Blue MAGA: How RFK Jr. and Tulsi Gabbard Became Rockstars in Trump World
No other surrogates bring the crowd adoration like the two ex-Democrats. But their eccentricities come with complications.
FROM THE ABUNDANCE OF RED HATS in the crowd to the title of the “Reclaim America Tour,” the Trump campaign stop on a recent rainy Saturday looked like a fairly standard Republican event.
But the message delivered to the thousand people who showed up at a local Detroit area theater that day was hardly typical GOP fare.
Speakers issued dire warnings about the dangers of illiberalism, corporate power, “poison food,” state surveillance, and the military industrial complex. Former Vice President Dick Cheney and past Ambassador John Bolton were name-dropped and booed as war pigs. Mentions of illegal immigration were scant. Dystopian rhetoric about big city crime was absent.
This is Blue MAGA.
The Trump campaign is making a concerted effort to reach swing and disaffected voters not by espousing more centrist policies, but with messaging that sounds like it has been ripped from a progressive playbook circa 2004, 2008, or 2012.

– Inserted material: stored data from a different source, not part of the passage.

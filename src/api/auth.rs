//! Access verification API endpoint
//!
//! Handles HTTP requests for the protected reading area:
//! - POST /api/auth/verify - Check a submitted access code

use axum::{
    extract::{Extension, State},
    http::StatusCode,
    response::{IntoResponse, Response},
    routing::post,
    Json, Router,
};
use serde::{Deserialize, Serialize};

use crate::api::middleware::{ApiError, AppState, ClientAddr};
use crate::services::AccessOutcome;

/// Request body for access verification
#[derive(Debug, Deserialize)]
pub struct VerifyRequest {
    #[serde(default)]
    pub code: String,
}

/// Success response for access verification
#[derive(Debug, Serialize)]
pub struct VerifySuccess {
    pub message: String,
}

/// Failure response carrying attempt bookkeeping
#[derive(Debug, Serialize)]
pub struct VerifyFailure {
    pub error: String,
    #[serde(skip_serializing_if = "Option::is_none")]
    pub remaining_attempts: Option<u32>,
    #[serde(skip_serializing_if = "Option::is_none")]
    pub locked: Option<bool>,
    #[serde(skip_serializing_if = "Option::is_none")]
    pub retry_after_secs: Option<i64>,
}

/// Build the auth router
pub fn router() -> Router<AppState> {
    Router::new().route("/verify", post(verify_access))
}

/// POST /api/auth/verify - Check a submitted access code
///
/// An empty or missing code is rejected up front without consuming an
/// attempt. A locked-out client gets 429 regardless of the code.
pub async fn verify_access(
    State(state): State<AppState>,
    Extension(client): Extension<ClientAddr>,
    Json(body): Json<VerifyRequest>,
) -> Result<Response, ApiError> {
    let code = body.code.trim();
    if code.is_empty() {
        return Err(ApiError::validation_error("Access code is required"));
    }

    let response = match state.access_gate.verify(&client.0, code).await {
        AccessOutcome::Granted => (
            StatusCode::OK,
            Json(VerifySuccess {
                message: "Access granted".to_string(),
            }),
        )
            .into_response(),
        AccessOutcome::Denied { remaining } => {
            tracing::warn!(client = %client.0, remaining, "Access code rejected");
            (
                StatusCode::UNAUTHORIZED,
                Json(VerifyFailure {
                    error: "Invalid access code".to_string(),
                    remaining_attempts: Some(remaining),
                    locked: None,
                    retry_after_secs: None,
                }),
            )
                .into_response()
        }
        AccessOutcome::LockedOut { retry_after_secs } => {
            tracing::warn!(client = %client.0, retry_after_secs, "Access locked out");
            (
                StatusCode::TOO_MANY_REQUESTS,
                Json(VerifyFailure {
                    error: "Too many failed attempts. Try again later.".to_string(),
                    remaining_attempts: None,
                    locked: Some(true),
                    retry_after_secs: Some(retry_after_secs),
                }),
            )
                .into_response()
        }
    };

    Ok(response)
}
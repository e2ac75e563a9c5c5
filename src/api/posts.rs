//! Post API endpoints
//!
//! Handles HTTP requests for blog post management:
//! - GET /api/blog - List published posts with pagination
//! - GET /api/blog/slug/{slug} - Get a published post by slug
//! - POST /api/blog - Create a post (admin)
//! - GET /api/blog/{id} - Get any post by ID (admin)
//! - PUT /api/blog/{id} - Update a post (admin)
//! - DELETE /api/blog/{id} - Delete a post (admin)
//!
//! Public slug reads sit under the static `/slug/` prefix so the ID
//! parameter routes can share the same nesting.

use axum::{
    extract::{Path, Query, State},
    http::StatusCode,
    routing::{delete, get, post, put},
    Json, Router,
};
use serde::{Deserialize, Serialize};

use crate::api::middleware::{ApiError, AppState};
use crate::models::{Author, CreatePostInput, ListParams, Post, PostFilters, UpdatePostInput};

/// Query parameters for listing posts
#[derive(Debug, Deserialize)]
pub struct ListPostsQuery {
    #[serde(default = "default_page")]
    pub page: u32,
    #[serde(default = "default_limit")]
    pub limit: u32,
    /// Only posts carrying this exact tag
    pub tag: Option<String>,
    /// Case-insensitive text search over title, content, and excerpt
    pub search: Option<String>,
}

fn default_page() -> u32 {
    1
}
fn default_limit() -> u32 {
    6
}

/// Response for a single post
#[derive(Debug, Serialize, Deserialize)]
pub struct PostResponse {
    pub id: String,
    pub title: String,
    pub slug: String,
    pub excerpt: String,
    pub content: String,
    pub cover_image: String,
    pub tags: Vec<String>,
    pub author: Author,
    pub published: bool,
    pub created_at: String,
    pub updated_at: String,
}

impl From<Post> for PostResponse {
    fn from(post: Post) -> Self {
        Self {
            id: post.id,
            title: post.title,
            slug: post.slug,
            excerpt: post.excerpt,
            content: post.content,
            cover_image: post.cover_image,
            tags: post.tags,
            author: post.author,
            published: post.published,
            created_at: post.created_at.to_rfc3339(),
            updated_at: post.updated_at.to_rfc3339(),
        }
    }
}

/// Response for the post list
#[derive(Debug, Serialize)]
pub struct PostListResponse {
    pub posts: Vec<PostResponse>,
    pub total: i64,
    pub page: u32,
    pub limit: u32,
    pub has_more: bool,
}

/// Response wrapping a mutated post with a confirmation message
#[derive(Debug, Serialize)]
pub struct PostMutationResponse {
    pub post: PostResponse,
    pub message: String,
}

/// Request body for creating a post
#[derive(Debug, Deserialize)]
pub struct CreatePostRequest {
    pub title: String,
    pub excerpt: String,
    pub content: String,
    #[serde(default)]
    pub tags: Vec<String>,
    pub cover_image: Option<String>,
    pub author: Option<Author>,
    pub published: Option<bool>,
}

/// Request body for updating a post
#[derive(Debug, Deserialize)]
pub struct UpdatePostRequest {
    pub title: Option<String>,
    pub slug: Option<String>,
    pub excerpt: Option<String>,
    pub content: Option<String>,
    pub cover_image: Option<String>,
    pub tags: Option<Vec<String>>,
    pub author: Option<Author>,
    pub published: Option<bool>,
}

/// Build the public posts router (published content only)
pub fn public_router() -> Router<AppState> {
    Router::new()
        .route("/", get(list_posts))
        .route("/slug/{slug}", get(get_post))
}

/// Build the protected posts router (creation and by-ID operations)
pub fn protected_router() -> Router<AppState> {
    Router::new()
        .route("/", post(create_post))
        .route("/{id}", get(get_post_by_id))
        .route("/{id}", put(update_post))
        .route("/{id}", delete(delete_post))
}

/// GET /api/blog - List published posts with pagination
pub async fn list_posts(
    State(state): State<AppState>,
    Query(query): Query<ListPostsQuery>,
) -> Result<Json<PostListResponse>, ApiError> {
    let params = ListParams::new(query.page, query.limit);
    let filters = PostFilters {
        tag: query.tag.filter(|t| !t.trim().is_empty()),
        search: query.search.filter(|s| !s.trim().is_empty()),
        published_only: true,
    };

    let result = state.post_service.list(params, filters).await?;

    let has_more = result.has_more();
    Ok(Json(PostListResponse {
        posts: result.posts.into_iter().map(Into::into).collect(),
        total: result.total,
        page: result.page,
        limit: result.per_page,
        has_more,
    }))
}

/// GET /api/blog/slug/{slug} - Get a published post by slug
///
/// Drafts return 404 so their existence never leaks to the public.
pub async fn get_post(
    State(state): State<AppState>,
    Path(slug): Path<String>,
) -> Result<Json<PostResponse>, ApiError> {
    let post = state.post_service.get_by_slug(&slug, true).await?;
    Ok(Json(post.into()))
}

/// GET /api/blog/{id} - Get any post by ID (admin)
///
/// Returns the post regardless of publication state.
pub async fn get_post_by_id(
    State(state): State<AppState>,
    Path(id): Path<String>,
) -> Result<Json<PostResponse>, ApiError> {
    let post = state.post_service.get_by_id(&id).await?;
    Ok(Json(post.into()))
}

/// POST /api/blog - Create a post (admin)
pub async fn create_post(
    State(state): State<AppState>,
    Json(body): Json<CreatePostRequest>,
) -> Result<(StatusCode, Json<PostMutationResponse>), ApiError> {
    let mut input = CreatePostInput::new(body.title, body.excerpt, body.content, body.tags);
    input.cover_image = body.cover_image;
    input.author = body.author;
    input.published = body.published;

    let post = state.post_service.create(input).await?;

    Ok((
        StatusCode::CREATED,
        Json(PostMutationResponse {
            post: post.into(),
            message: "Post created successfully".to_string(),
        }),
    ))
}

/// PUT /api/blog/{id} - Update a post (admin)
///
/// Applies only supplied fields. The slug never tracks a title change;
/// it only moves when the body names a new one.
pub async fn update_post(
    State(state): State<AppState>,
    Path(id): Path<String>,
    Json(body): Json<UpdatePostRequest>,
) -> Result<Json<PostMutationResponse>, ApiError> {
    let input = UpdatePostInput {
        title: body.title,
        slug: body.slug,
        excerpt: body.excerpt,
        content: body.content,
        cover_image: body.cover_image,
        tags: body.tags,
        author: body.author,
        published: body.published,
    };

    if !input.has_changes() {
        return Err(ApiError::validation_error("No fields to update"));
    }

    let post = state.post_service.update(&id, input).await?;

    Ok(Json(PostMutationResponse {
        post: post.into(),
        message: "Post updated successfully".to_string(),
    }))
}

/// DELETE /api/blog/{id} - Delete a post (admin)
pub async fn delete_post(
    State(state): State<AppState>,
    Path(id): Path<String>,
) -> Result<Json<serde_json::Value>, ApiError> {
    state.post_service.delete(&id).await?;
    Ok(Json(
        serde_json::json!({"message": "Post deleted successfully"}),
    ))
}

It’s a different formula for trying to build bipartisan coalitions—less a play for the middle and more an attempt to connect the ends of an ideological horseshoe. And, in this universe, Blue MAGA’s messengers double as the message itself: Robert F. Kennedy Jr. and former Rep. Tulsi Gabbard is the first pair of former Democratic presidential candidates to tour multiple swing states with each other on behalf of the Republican nominee they both endorsed.
“We’re hitting every stop before Election Day,” Gabbard told The Bulwark two Saturdays ago at the Ford Community & Performing Arts Center in Dearborn, Michigan. She said she and Kennedy are livestreaming the events on their social media platforms to reach those who are not “blind conformists for any political party.”
The Kennedy-Gabbard tour comes at a crucial time for Trump as polls show him marginally trailing Vice President Kamala Harris, who generally pulls more crossover support from Republicans than he does from Democrats.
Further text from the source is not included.